On average, 13.6 pelvic lymph nodes (range 1-34) and 2 (range 2-31) aortic lymph nodes in transperational approach and 9 (range 5-20) in retroperitoneal approach were removed in our study. These results are similar to those reported in other series .
The rate of major complications varies between 1% and 11.9% [2,18,20,23,26,28,33]. Our data analysis reveals a complication rate of 6.1%. Our most common complication was a major vessel injury. In the present study, 5 (1.3%) cases of major vessel injuries occurred during the lymphadenectomy, according to previous studies [31,34]. All vascular injuries were successfully managed using an intracorporeal suture technique, except one which was corrected by a vascular surgeon using a vascular prosthesis. Other less frequent intraoperative complications were visceral lesions including bowel perforation, ureteral injury, and obturator nerve transection, which have also been reported in other studies [2,22,31]. The rate of conversion to laparotomy was 1.6%.
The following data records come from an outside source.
//! Goldilocks field elements.
//!
//! Every instruction argument is embedded into this field before it is hashed. The embedding
//! is part of the wire contract with the venue: changing it changes every digest.

use thiserror::Error;

/// The Goldilocks prime, `2^64 - 2^32 + 1`.
pub const MODULUS: u64 = 0xFFFF_FFFF_0000_0001;

/// Number of bytes in the little-endian encoding of an [Element].
pub const ELEMENT_BYTES: usize = 8;

#[derive(Debug, Error, PartialEq, Eq)]
pub enum FieldError {
    #[error("limb {index} is not a canonical field element")]
    NonCanonical { index: usize },
}

/// A field element, always stored as its canonical representative in `[0, MODULUS)`.
#[derive(Clone, Copy, Debug, Default, PartialEq, Eq, Hash, PartialOrd, Ord)]
pub struct Element(u64);

impl Element {
    pub const ZERO: Self = Self(0);
    pub const ONE: Self = Self(1);

    pub fn from_u32(value: u32) -> Self {
        Self(value as u64)
    }

    pub fn from_u64(value: u64) -> Self {
        // value < 2^64 < 2 * MODULUS, so one subtraction is enough.
        if value >= MODULUS {
            Self(value - MODULUS)
        } else {
            Self(value)
        }
    }

    /// Reinterprets the two's-complement bits as `u64`, then reduces. `-1` is `2^32 - 2`.
    pub fn from_i64(value: i64) -> Self {
        Self::from_u64(value as u64)
    }

    /// Returns `None` unless `value` is already reduced.
    pub fn from_canonical_u64(value: u64) -> Option<Self> {
        (value < MODULUS).then_some(Self(value))
    }

    pub fn value(self) -> u64 {
        self.0
    }

    pub fn to_le_bytes(self) -> [u8; ELEMENT_BYTES] {
        self.0.to_le_bytes()
    }
}

impl From<u32> for Element {
    fn from(value: u32) -> Self {
        Self::from_u32(value)
    }
}

impl From<i64> for Element {
    fn from(value: i64) -> Self {
        Self::from_i64(value)
    }
}

/// Splits `bytes` into 8-byte little-endian limbs (zero-padding the last one) and requires
/// each limb to be canonical.
pub fn elements_from_canonical_le_bytes(bytes: &[u8]) -> Result<Vec<Element>, FieldError> {
    bytes
        .chunks(ELEMENT_BYTES)
        .enumerate()
        .map(|(index, chunk)| {
            let mut limb = [0u8; ELEMENT_BYTES];
            limb[..chunk.len()].copy_from_slice(chunk);
            Element::from_canonical_u64(u64::from_le_bytes(limb))
                .ok_or(FieldError::NonCanonical { index })
        })
        .collect()
}
//! Default values for [crate::Config] fields.

/// Timeout for the initial nonce fetch made when a session is created.
pub const DEFAULT_NONCE_FETCH_TIMEOUT_MS: u64 = 10_000;

/// The venue rejects auth tokens whose deadline is further out than this.
pub const DEFAULT_MAX_AUTH_TOKEN_LIFETIME_SECS: u64 = 7 * 60 * 60;

pub const DEFAULT_LOG_LEVEL: &str = "info";
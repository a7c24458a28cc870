use anyhow::{Context, Result};
use clap::Parser;
use std::time::Duration;
use tracing::info;
use tradesign_client::Client;

/// Print the next nonce the venue expects for an account's API key.
#[derive(Parser, Debug)]
#[command(author, version, about)]
struct Args {
    /// Venue base URL.
    #[arg(long)]
    url: String,

    #[arg(long)]
    account_index: i64,

    #[arg(long)]
    api_key_index: u8,

    /// Request timeout in milliseconds.
    #[arg(long, default_value_t = 10_000)]
    timeout_ms: u64,

    /// Log level for tracing.
    #[arg(long, default_value = "info")]
    log_level: String,
}

fn main() -> Result<()> {
    let args = Args::parse();

    let log_level = args
        .log_level
        .parse::<tracing::Level>()
        .with_context(|| format!("invalid log level: {}", args.log_level))?;
    tracing_subscriber::fmt().with_max_level(log_level).init();

    let client = Client::new(&args.url, Duration::from_millis(args.timeout_ms))
        .context("failed to create client")?;
    info!(url = %client.base_url(), account_index = args.account_index, "fetching next nonce");
    let nonce = client
        .next_nonce(args.account_index, args.api_key_index)
        .context("failed to fetch next nonce")?;
    println!("{nonce}");
    Ok(())
}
Major intraoperative complications occurred mainly in the first 6 years, whereas major postoperative complications were observed throughout the study.
The main limitation of our study is the fact that our postoperative data is incomplete since we could not perform a thorough and systematic follow up for all our patients, which is why our results may underestimate the true incidence rate of this complication in our series. Another limitation of the study is that the majority of our patients laparoscopic lymphadenectomy was combined with additional operations of different extent. In this heterogeneous cohort of patients, postoperative complications and morbidity are difficult to correlate with the laparoscopic part of the operation.
Laparoscopic lymphadenectomy can be considered a technically feasible and safe procedure and could be considered the golden standard procedure for staging gynecologic malignancies. Our results could reinforce the published data regarding laparoscopic lymphadenectomy.
We believe that laparoscopic lymphadenectomy will eventually be widely performed by gynecologic oncologists and may be implemented in any gynecologic oncologic center.
JL Herraiz was responsible for project development, data collection, and manuscript writing; A Llueca for protocol developent; Y Maazouzi for manuscript writing/editing; D Piquer, M Guijarro and J Sentis for data collection.
Conflict of Interest
The authors report no conflict of interest.
All procedures performed in studies involving human participants were in accordance with the ethical standards of the institutional and/or national research committee and with the 1964 Helsinki declaration and its later amendments or comparable ethical standards.
Informed consent was obtained from all individual participants included in the study.